« L'âme d'un peuple vit dans sa langue », disait Goethe. Cette pensée peut nous guider vers la mission de l'Église maronite à partir de la vie de saint Maron. Saint Théodoret de Cyr, dans son livre L'Histoire de la vie religieuse, nous décrit saint Maron comme un directeur d'âmes. Depuis son apparition en Syrie seconde, saint Maron, tel un anachorète, a vécu sur une montagne entre le IVe et le Ve siècle. Cette vie en plein air, près d'un temple païen qu'il avait converti en église, nous permet de méditer sur cette grande voie tracée par saint Maron pour l'Église maronite et pour son peuple. L'histoire ne nous a rien laissé de ses paroles. D'où le recours à la force de la parole de Goethe, pour pouvoir révéler cet homme saint qui a donné une âme au peuple de la Syrie, du Liban et à plusieurs peuples du Moyen-Orient.
Pourrions-nous, avec ce clin d'œil sur sa vie, nous tracer quelques lignes propédeutiques sur ce mystère d'une âme mystique hypèthre ?
Vivre toute une vie en plein air, n'y a-t-il pas là une vie correspondante à l'exigence biblique et messianique ? Vivre sur le sommet d'une montagne, n'y a-t-il pas là une vision évangélique, un esprit ascendant et universel ? Vivre en voisin d'un temple païen, le convertir en une église, n'y a-t-il pas là une vocation pour chaque maronite dans le monde et dans sa propre vie à convertir le temple païen de son for intérieur en une église vivante ?
I - « Kitâb al-hoda » (Le livre de direction), chez les maronites
L'intitulé de ce livre nous ouvre sur une large méditation. À l'époque où les chemins ne mènent nulle part, comme l'avait expliqué Heidegger, l'âme maronite cherche une destination et un sens à son existence. À l'heure où les esprits sont troublés par la recherche de l'instant présent mais qui est déjà perdu d'avance, le livre de Direction nous offre une nouvelle voie. La conscience de soi chez les maronites est basée sur cette recherche de route, c'est-à-dire prendre le Chemin, de suivre une idée vraie, pour accomplir cette connaissance de soi-même et assouvir la soif des âmes. Historiquement, à travers ce livre, les maronites avaient encore une fois essayé d'accomplir le désir de l'âme de saint Maron : discerner dans nos propres vies la liberté de notre âme pour conquérir le monde et maîtriser notre destin individuel puis communautaire, pour accomplir ainsi la volonté de Dieu.
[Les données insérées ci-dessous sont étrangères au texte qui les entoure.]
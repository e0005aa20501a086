use super::error::AudioError;
use base64::{engine::general_purpose, Engine as _};
use std::io::Cursor;
use std::time::Duration;

pub const WAV_MIME_TYPE: &str = "audio/wav";

/// How a TTS backend encoded the audio it returned
#[derive(Debug, Clone, Copy, PartialEq, Eq)]
pub enum AudioEncoding {
    /// RIFF/WAVE container
    Wav,
    /// Headerless signed 16-bit little-endian PCM
    Pcm16 { sample_rate: u32, channels: u16 },
}

/// Raw backend output, before decoding
#[derive(Debug, Clone)]
pub struct EncodedAudio {
    pub bytes: Vec<u8>,
    pub encoding: AudioEncoding,
}

/// Decoded mono audio for one speech unit
#[derive(Debug, Clone, PartialEq, Eq)]
pub struct AudioClip {
    pub samples: Vec<i16>,
    pub sample_rate: u32,
}

/// Final encoded audio for a whole utterance
#[derive(Debug, Clone, PartialEq, Eq)]
pub struct AudioArtifact {
    pub bytes: Vec<u8>,
    pub sample_rate: u32,
    pub duration: Duration,
    /// Number of clips joined into this artifact
    pub clip_count: usize,
}

impl AudioArtifact {
    pub fn mime_type(&self) -> &'static str {
        WAV_MIME_TYPE
    }

    pub fn to_base64(&self) -> String {
        general_purpose::STANDARD.encode(&self.bytes)
    }
}

impl AudioClip {
    pub fn duration(&self) -> Duration {
        if self.sample_rate == 0 {
            return Duration::ZERO;
        }
        Duration::from_nanos(self.samples.len() as u64 * 1_000_000_000 / self.sample_rate as u64)
    }

    /// Decode backend output into a mono clip
    pub fn decode(audio: &EncodedAudio) -> Result<Self, AudioError> {
        match audio.encoding {
            AudioEncoding::Wav => decode_wav(&audio.bytes),
            AudioEncoding::Pcm16 {
                sample_rate,
                channels,
            } => decode_pcm16(&audio.bytes, sample_rate, channels),
        }
    }

    /// Encode as a 16-bit mono WAV buffer
    pub fn encode_wav(&self) -> Result<Vec<u8>, AudioError> {
        let spec = hound::WavSpec {
            channels: 1,
            sample_rate: self.sample_rate,
            bits_per_sample: 16,
            sample_format: hound::SampleFormat::Int,
        };

        let mut buffer = Vec::with_capacity(44 + self.samples.len() * 2);
        {
            let mut writer = hound::WavWriter::new(Cursor::new(&mut buffer), spec)?;
            let mut sample_writer = writer.get_i16_writer(self.samples.len() as u32);
            for &sample in &self.samples {
                sample_writer.write_sample(sample);
            }
            sample_writer.flush()?;
            writer.finalize()?;
        }
        Ok(buffer)
    }
}

fn decode_wav(bytes: &[u8]) -> Result<AudioClip, AudioError> {
    let mut reader = hound::WavReader::new(Cursor::new(bytes))?;
    let spec = reader.spec();

    let interleaved: Vec<i16> = match (spec.sample_format, spec.bits_per_sample) {
        (hound::SampleFormat::Int, 16) => reader.samples::<i16>().collect::<Result<_, _>>()?,
        (hound::SampleFormat::Int, bits) => {
            let shift = bits as i32 - 16;
            reader
                .samples::<i32>()
                .map(|s| s.map(|v| scale_int(v, shift)))
                .collect::<Result<_, _>>()?
        }
        (hound::SampleFormat::Float, _) => reader
            .samples::<f32>()
            .map(|s| s.map(float_to_i16))
            .collect::<Result<_, _>>()?,
    };

    Ok(AudioClip {
        samples: downmix(&interleaved, spec.channels),
        sample_rate: spec.sample_rate,
    })
}

fn decode_pcm16(bytes: &[u8], sample_rate: u32, channels: u16) -> Result<AudioClip, AudioError> {
    if bytes.len() % 2 != 0 {
        return Err(AudioError::Pcm(format!(
            "odd byte count {} for 16-bit samples",
            bytes.len()
        )));
    }
    if sample_rate == 0 || channels == 0 {
        return Err(AudioError::Pcm(format!(
            "invalid format: {} Hz, {} channels",
            sample_rate, channels
        )));
    }

    let interleaved: Vec<i16> = bytes
        .chunks_exact(2)
        .map(|pair| i16::from_le_bytes([pair[0], pair[1]]))
        .collect();

    Ok(AudioClip {
        samples: downmix(&interleaved, channels),
        sample_rate,
    })
}

fn scale_int(value: i32, shift: i32) -> i16 {
    let scaled = if shift >= 0 {
        value >> shift
    } else {
        value << -shift
    };
    scaled.clamp(i16::MIN as i32, i16::MAX as i32) as i16
}

fn float_to_i16(value: f32) -> i16 {
    (value.clamp(-1.0, 1.0) * i16::MAX as f32) as i16
}

fn downmix(interleaved: &[i16], channels: u16) -> Vec<i16> {
    if channels <= 1 {
        return interleaved.to_vec();
    }
    interleaved
        .chunks(channels as usize)
        .map(|frame| {
            let sum: i32 = frame.iter().map(|&s| s as i32).sum();
            (sum / frame.len() as i32) as i16
        })
        .collect()
}

/// Linear-interpolation resampling; good enough for speech between TTS rates
fn resample(samples: &[i16], from_rate: u32, to_rate: u32) -> Vec<i16> {
    if from_rate == to_rate || samples.is_empty() {
        return samples.to_vec();
    }

    let ratio = from_rate as f64 / to_rate as f64;
    let out_len = ((samples.len() as f64) / ratio).round() as usize;
    let last = samples.len() - 1;

    (0..out_len)
        .map(|i| {
            let position = i as f64 * ratio;
            let index = (position.floor() as usize).min(last);
            let next = (index + 1).min(last);
            let fraction = position - index as f64;
            let value = samples[index] as f64 * (1.0 - fraction) + samples[next] as f64 * fraction;
            value.round() as i16
        })
        .collect()
}

/// Join clips end to end, in the order given, into one WAV artifact.
///
/// Returns `None` for an empty input. Clips recorded at a different rate than
/// the first one are resampled to it.
pub fn concatenate(clips: &[AudioClip]) -> Result<Option<AudioArtifact>, AudioError> {
    let Some(first) = clips.first() else {
        return Ok(None);
    };
    let sample_rate = first.sample_rate;

    let total: usize = clips.iter().map(|c| c.samples.len()).sum();
    let mut samples = Vec::with_capacity(total);
    for clip in clips {
        if clip.sample_rate == sample_rate {
            samples.extend_from_slice(&clip.samples);
        } else {
            samples.extend(resample(&clip.samples, clip.sample_rate, sample_rate));
        }
    }

    let combined = AudioClip {
        samples,
        sample_rate,
    };
    let bytes = combined.encode_wav()?;

    Ok(Some(AudioArtifact {
        bytes,
        sample_rate,
        duration: combined.duration(),
        clip_count: clips.len(),
    }))
}
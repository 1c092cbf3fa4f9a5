//! Executable template.
//!
//! A program is a list of statements.
use super::super::{Context, Error, TokenWithContext, Tokenize};
use super::{Buffer, Interpreter, Statement};

/// Executable program.
#[derive(Debug, Clone, PartialEq)]
pub struct Program {
    statements: Vec<Statement>,
}

impl Program {
    /// Evaluate the program given the context. The context contains variable definitions;
    /// assignments made by the program stay in this copy.
    pub fn evaluate(
        &self,
        context: &mut Context,
        interpreter: &mut dyn Interpreter,
    ) -> Result<(), Error> {
        for statement in &self.statements {
            statement.evaluate(context, interpreter)?;
        }

        Ok(())
    }

    /// Evaluate the program without global functions and return its output.
    pub fn render(&self, context: &Context) -> Result<String, Error> {
        let mut buffer = Buffer::new();
        self.evaluate(&mut context.clone(), &mut buffer)?;

        Ok(buffer.into_string())
    }

    /// Parse the program from a list of tokens.
    pub fn parse(tokens: Vec<TokenWithContext>) -> Result<Self, Error> {
        let mut iter = tokens.into_iter().peekable();
        let mut statements = vec![];

        while iter.peek().is_some() {
            let statement = Statement::parse(&mut iter)?;
            statements.push(statement);
        }

        Ok(Program { statements })
    }

    /// Compile the program from executable source.
    pub fn from_str(source: &str) -> Result<Self, Error> {
        let tokens = source.tokenize()?;
        Program::parse(tokens)
    }
}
II - Aujourd'hui, l'Église maronite peut-elle encore sauver son âme ?
La crise identitaire qui secoue le monde entier nous touche en profondeur. L'invasion barbare secoue de nouveau les fondations premières de notre Église au Liban. Les trahisons de soi-même se multiplient, les rancunes se répandent, pourtant, la sirène d'alerte raisonne continuellement. La menace vient aussi de cet éparpillement dans des cultures diverses. L'âme des maronites est capable de s'intégrer à tel point qu'elle se dilue dans les tissus des sociétés vivantes. Dans tous les cas, la question demeure, si l'Église maronite peut sauver son âme et comment ? Notre réponse prend racine dans l'Évangile à la méthode antiochienne dans laquelle sont ancrées sa théologie et sa tradition. Dans l'évangile de Matthieu, chapitre 10, verset 28, le Seigneur dit « Ne craignez pas ceux qui tuent le corps et qui ne peuvent tuer l'âme ; craignez plutôt celui qui peut faire périr l'âme et le corps dans la géhenne. » Ici, cette parole de vie nous indique toute une théologie concrète incarnée pour notre Église et pour la survie de l'âme maronite. Il s'agit clairement de s'enrichir d'un des dons de l'Esprit Saint qui est le courage. D'autre part, nous sommes appelés à honorer parfaitement Celui qui tient le destin de l'âme par sa main. Deuxièmement, la Bible nous offre aussi une inspiration à laquelle l'Église peut se baser pour ressusciter son âme. Dans le Livre des proverbes, nous pouvons lire : « L'âme du paresseux a des désirs qu'il ne peut satisfaire ; mais l'âme des hommes diligents sera rassasiée. » Cette leçon demeure incontournable pour notre société d'aujourd'hui, pour la construction des civilisations, comme une méthode d'éducation pour les jeunes et surtout pour nous comme un radeau de sauvetage.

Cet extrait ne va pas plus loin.